Liquid Pulse: Can Plasma Track CD20? What ctDNA Can — and Can't — Tell Us After Anti-CD20 Therapy

The clinical question

CD20 is one of the most consequential targets in hematologic oncology. It's the antigen that anti-CD20 monoclonal antibodies — rituximab and its successors — are built to engage, and its expression on malignant B cells is foundational to that entire therapeutic class [LYM-BIO-0010]. The problem clinicians run into is that CD20 isn't static. Under the selective pressure of anti-CD20 therapy, tumors can lose CD20 expression, and that loss carries real therapeutic implications: a lymphoma that was CD20-positive at diagnosis may present as CD20-negative at relapse, changing whether continued targeting of that antigen makes biological sense.

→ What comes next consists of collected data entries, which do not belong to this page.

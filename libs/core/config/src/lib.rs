//! Shared configuration helpers.
//!
//! Every component receives an explicit config struct built once at startup
//! through [`FromEnv`]; nothing reads the environment after that.

pub mod redis;
pub mod tracing;

use std::env;
use std::str::FromStr;
use thiserror::Error;

/// Configuration error type
#[derive(Error, Debug)]
pub enum ConfigError {
    #[error("Environment variable '{0}' is required but not set")]
    MissingEnvVar(String),

    #[error("Failed to parse environment variable '{key}': {details}")]
    ParseError { key: String, details: String },

    #[error("Invalid value for '{key}': {details}")]
    Invalid { key: String, details: String },
}

/// Application environment
#[derive(Clone, Debug, PartialEq, Eq)]
pub enum Environment {
    Development,
    Production,
}

impl Environment {
    pub fn from_env() -> Self {
        let app_env = env::var("APP_ENV").unwrap_or_else(|_| "development".to_string());

        if app_env.eq_ignore_ascii_case("production") {
            Environment::Production
        } else {
            Environment::Development
        }
    }

    pub fn is_production(&self) -> bool {
        matches!(self, Environment::Production)
    }

    pub fn is_development(&self) -> bool {
        matches!(self, Environment::Development)
    }
}

/// Trait for configuration that can be loaded from environment variables
pub trait FromEnv: Sized {
    fn from_env() -> Result<Self, ConfigError>;
}

/// Helper to load an environment variable with a default value
pub fn env_or_default(key: &str, default: &str) -> String {
    env::var(key).unwrap_or_else(|_| default.to_string())
}

/// Helper to load an environment variable or return error
pub fn env_required(key: &str) -> Result<String, ConfigError> {
    env::var(key).map_err(|_| ConfigError::MissingEnvVar(key.to_string()))
}

/// Parse an environment variable into `T`, falling back to `default` when unset.
///
/// A variable that is set but does not parse is an error, not a silent default.
pub fn env_parse<T>(key: &str, default: T) -> Result<T, ConfigError>
where
    T: FromStr,
    T::Err: std::fmt::Display,
{
    match env::var(key) {
        Ok(raw) => raw.trim().parse().map_err(|e: T::Err| ConfigError::ParseError {
            key: key.to_string(),
            details: e.to_string(),
        }),
        Err(_) => Ok(default),
    }
}

#[cfg(test)]
mod tests {
    use super::*;

    #[test]
    fn test_environment_defaults_to_development() {
        temp_env::with_var_unset("APP_ENV", || {
            let env = Environment::from_env();
            assert_eq!(env, Environment::Development);
            assert!(env.is_development());
            assert!(!env.is_production());
        });
    }

    #[test]
    fn test_environment_production_case_insensitive() {
        temp_env::with_var("APP_ENV", Some("PRODUCTION"), || {
            assert_eq!(Environment::from_env(), Environment::Production);
        });

        temp_env::with_var("APP_ENV", Some("staging"), || {
            assert_eq!(Environment::from_env(), Environment::Development);
        });
    }

    #[test]
    fn test_env_or_default() {
        temp_env::with_var("USERS_TABLE", Some("users-prod"), || {
            assert_eq!(env_or_default("USERS_TABLE", "users"), "users-prod");
        });

        temp_env::with_var_unset("USERS_TABLE", || {
            assert_eq!(env_or_default("USERS_TABLE", "users"), "users");
        });
    }

    #[test]
    fn test_env_required_missing() {
        temp_env::with_var_unset("MISSING_REQUIRED", || {
            let err = env_required("MISSING_REQUIRED").unwrap_err();
            assert!(err.to_string().contains("MISSING_REQUIRED"));
            assert!(err.to_string().contains("required"));
        });
    }

    #[test]
    fn test_env_parse_default_and_value() {
        temp_env::with_var_unset("WELCOME_QUEUE_MAX_BATCH", || {
            assert_eq!(env_parse("WELCOME_QUEUE_MAX_BATCH", 10usize).unwrap(), 10);
        });

        temp_env::with_var("WELCOME_QUEUE_MAX_BATCH", Some(" 5 "), || {
            assert_eq!(env_parse("WELCOME_QUEUE_MAX_BATCH", 10usize).unwrap(), 5);
        });
    }

    #[test]
    fn test_env_parse_rejects_garbage() {
        temp_env::with_var("WELCOME_QUEUE_MAX_BATCH", Some("ten"), || {
            let err = env_parse("WELCOME_QUEUE_MAX_BATCH", 10usize).unwrap_err();
            assert!(matches!(err, ConfigError::ParseError { .. }));
            assert!(err.to_string().contains("WELCOME_QUEUE_MAX_BATCH"));
        });
    }
}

Historically, the only way to know whether CD20 had been lost was to go back to tissue — a repeat biopsy scored by immunohistochemistry or flow cytometry, with expression read simply as present versus lost. But repeat biopsies are invasive, sometimes sample only one disease site, and can miss the spatial and temporal heterogeneity of clonal evolution. That's the clinical gap a plasma-based assay is being asked to fill: can we monitor disease dynamics — and, ideally, the emergence of resistance — from a tube of blood rather than a needle in a node?

What's measured, and how

Here it's worth being precise, because the phrase "CD20 ctDNA testing" invites a misunderstanding. Circulating tumor DNA (ctDNA) assays don't measure CD20 protein expression. They interrogate fragmented tumor-derived DNA shed into plasma, profiling somatic mutations, and — in some platforms — methylation signatures [1]. Loss of CD20 as an antigen is a protein-level phenomenon that IHC and flow cytometry are designed to catch; plasma sequencing can, at best, detect the genomic and clonal correlates of that process, such as mutations associated with clonal evolution after anti-CD20 exposure [1]. So a plasma assay isn't a drop-in replacement for a CD20 stain. It's a different lens on the same disease, better suited to tracking clonal dynamics over time than to directly certifying whether a given cell still displays the antigen.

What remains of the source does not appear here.